İnsan, yaptığı seçimler doğrultusunda özgürlüğe mahkûmdur. Ancak özgürlüğümüz, hayatın bize dayattığı bazı sınırlamalarla çevrelenmiştir. Bu da bizi özgürlük ve sınırlılık ikilemiyle karşı karşıya getirir.

Örneğin, insanın ölümlü olması bir sınırlılıktır. Ölüm, karşısında seçim yapamayacağımız ise bir gerçekliktir. Ancak ölüm karşısında alacağımız tavrı seçme özgürlüğüne sahibiz. Bu seçimler, sorumluluklar ve zorunluluklar, bizi kaçınılmaz olarak kaygıya sürükler. Ölüm, yalnızlık, özgürlük ve hayatın anlamı gibi konular karşısında hissettiğimiz şaşkınlık ve bilinmezlik de kaygının birer nesnesidir.

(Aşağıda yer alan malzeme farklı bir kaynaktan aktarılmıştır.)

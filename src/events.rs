//! Score event fan-out.
//!
//! The front-end builds one [`EventPublisher`] per session and hands it to
//! the engine, which publishes a [`ScoreEvent`] whenever a collision earns
//! points. Listeners run synchronously, in registration order.

use std::fmt;

#[derive(Clone, Copy, Debug, PartialEq, Eq)]
pub struct ScoreEvent {
    pub points: u32,
}

impl ScoreEvent {
    pub fn new(points: u32) -> Self {
        Self { points }
    }
}

pub struct EventPublisher<E> {
    listeners: Vec<Box<dyn FnMut(&E)>>,
}

impl<E> EventPublisher<E> {
    pub fn new() -> Self {
        Self {
            listeners: Vec::new(),
        }
    }

    pub fn subscribe(&mut self, listener: impl FnMut(&E) + 'static) {
        self.listeners.push(Box::new(listener));
    }

    pub fn publish(&mut self, event: &E) {
        for listener in &mut self.listeners {
            listener(event);
        }
    }

    pub fn listener_count(&self) -> usize {
        self.listeners.len()
    }
}

impl<E> Default for EventPublisher<E> {
    fn default() -> Self {
        Self::new()
    }
}

impl<E> fmt::Debug for EventPublisher<E> {
    fn fmt(&self, f: &mut fmt::Formatter<'_>) -> fmt::Result {
        f.debug_struct("EventPublisher")
            .field("listeners", &self.listeners.len())
            .finish()
    }
}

Jean-Paul Sartre’a göre, insanın kim olduğu yaptığı seçimlerle paraleldir. Seçimlerin sonuçları, bireyin hayatını tamamen etkileyen bir durumdur. Bu nedenle seçimlerin sorumluluğunu üstlenmek ya da üstlenememek, beraberinde kaygıyı doğurur.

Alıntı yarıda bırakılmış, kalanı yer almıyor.